TITLE

Effect of Intensive Glycemic Lowering on Health-Related Quality of Life in Type 2 Diabetes

AUTHOR(S)
ANDERSON, ROGER T.; VENKAT NARAYAN, K. M.; FEENEY, PATRICIA; GOFF JR., DAVID; ALI, MOHAMMED K.; SIMMONS, DEBRA L.; SPERL-HILLEN, Jo-ANN; BIGGER, THOMAS; CUDDIHY, ROBERT; O'CONNER, PATRICK J.; SOOD, AJAY; PING ZHANG; SULLIVAN, MARK D.
PUB. DATE
April 2011
SOURCE
Diabetes Care;Apr2011, Vol. 34 Issue 4, p807
SOURCE TYPE
Academic Journal
DOC. TYPE
Article
ABSTRACT
OBJECTIVE--To compare the effect of intensive versus standard glycemic control strategies on health-related quality of life (HRQL) in a substudy of the Action to Control Cardiovascular Risk in Diabetes (ACCORD) trial. RESEARCH DESIGN AND METHODS--A randomly selected subsample of 2,053 ACCORD participants enrolled in the HRQL substudy was assessed at baseline and 12-, 36-, and 48-month visits. HRQL assessment included general health status (the 36-Item Short Form Health Survey [SF-36]), diabetes symptoms (the Diabetes Symptom Distress Checklist), depression (Patient Health Questionnaire [PHQ]-9), and treatment satisfaction (Diabetes Treatment Satisfaction Questionnaire [DTSQ]). Repeated-measures ANOVA models were used to estimate change in HRQL outcomes by treatment group over 48 months adjusting for model covariates. The effects of early discontinuation of the ACCORD intensive glycemic control arm on study results were explored. RESULTS--A total of 1,956 (95%) completed the self-report HRQL instrument(s) at baseline. The intensive arm had a larger decrease in SF-36 physical health component score than the standard arm (-1.6 vs. -1.1, P = 0.0345). Treatment satisfaction (DTSQ) showed larger improvement with intensive than standard (P = 0.0004). There were no differences in mean scores of the Diabetes Symptom Checklist and PHQ-9. Effects of participant transition following discontinuation of the intensive arm on HRQL were not significant.
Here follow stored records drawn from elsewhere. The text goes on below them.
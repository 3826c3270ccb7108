//! fleetgrid-api — REST API for the fleet.
//!
//! Thin axum handlers over `FleetManager`. Every response uses the
//! `{success, data?, error?}` envelope.
//!
//! # API Routes
//!
//! | Method | Path | Description |
//! |---|---|---|
//! | POST | `/api/v1/players/{player_id}/join` | Route a player onto an instance |
//! | DELETE | `/api/v1/players/{player_id}` | Drop a player's assignment |
//! | GET | `/api/v1/instances` | List instances |
//! | POST | `/api/v1/instances` | Provision one instance |
//! | GET | `/api/v1/instances/{id}` | Get one instance |
//! | DELETE | `/api/v1/instances/{id}` | Stop and delete an instance |
//! | POST | `/api/v1/instances/{id}/start` | Start a stopped instance |
//! | POST | `/api/v1/instances/{id}/stop` | Stop an instance |
//! | POST | `/api/v1/instances/{id}/players` | Report connected players |
//! | POST | `/api/v1/fleet/scale` | Scale the fleet to a target size |
//! | GET | `/api/v1/fleet/status` | Fleet counts |
//! | POST | `/api/v1/fleet/reconcile` | Reconcile against the panel now |
//! | GET | `/api/v1/queue` | Player assignments |

pub mod handlers;

use std::sync::Arc;

use axum::Router;
use axum::routing::{delete, get, post};
use fleetgrid_manager::FleetManager;

/// Shared state for API handlers.
#[derive(Clone)]
pub struct ApiState {
    pub manager: Arc<FleetManager>,
}

/// Build the API router.
pub fn build_router(manager: Arc<FleetManager>) -> Router {
    let state = ApiState { manager };

    let api_routes = Router::new()
        .route("/players/{player_id}/join", post(handlers::join))
        .route("/players/{player_id}", delete(handlers::leave))
        .route("/instances", get(handlers::list_instances).post(handlers::create_instance))
        .route("/instances/{id}", get(handlers::get_instance).delete(handlers::delete_instance))
        .route("/instances/{id}/start", post(handlers::start_instance))
        .route("/instances/{id}/stop", post(handlers::stop_instance))
        .route("/instances/{id}/players", post(handlers::report_players))
        .route("/fleet/scale", post(handlers::scale_fleet))
        .route("/fleet/status", get(handlers::fleet_status))
        .route("/fleet/reconcile", post(handlers::reconcile))
        .route("/queue", get(handlers::list_queue))
        .with_state(state);

    Router::new().nest("/api/v1", api_routes)
}
//! The panel capability every fleet component depends on.

use async_trait::async_trait;

use crate::error::PanelResult;
use crate::spec::InstanceSpec;
use crate::types::{Allocation, CreatedInstance, PanelInstance, PowerSignal};

/// Hosting panel operations.
///
/// Implementations must be cheap to share behind an `Arc` and safe to
/// call from concurrent tasks.
#[async_trait]
pub trait PanelClient: Send + Sync {
    /// Instances the panel knows about. Clients configured with a name
    /// prefix return only matching ones; others return everything.
    async fn list_instances(&self) -> PanelResult<Vec<PanelInstance>>;

    /// A single instance, or `None` if the panel no longer has it.
    async fn get_instance(&self, instance_id: &str) -> PanelResult<Option<PanelInstance>>;

    async fn create_instance(&self, spec: &InstanceSpec) -> PanelResult<CreatedInstance>;

    async fn power_action(&self, instance_id: &str, signal: PowerSignal) -> PanelResult<()>;

    async fn delete_instance(&self, instance_id: &str) -> PanelResult<()>;

    /// Return the node allocation for `port`, creating it if missing.
    async fn ensure_allocation(&self, port: u16) -> PanelResult<Allocation>;
}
CONCLUSIONS--The ACCORD trial strategy of intensive glycemic control did not lead to benefits in HRQL and was associated with modest improvement in diabetes treatment satisfaction. Thus patient acceptability was apparently not compromised with intensive and complex interventions such as those used in ACCORD.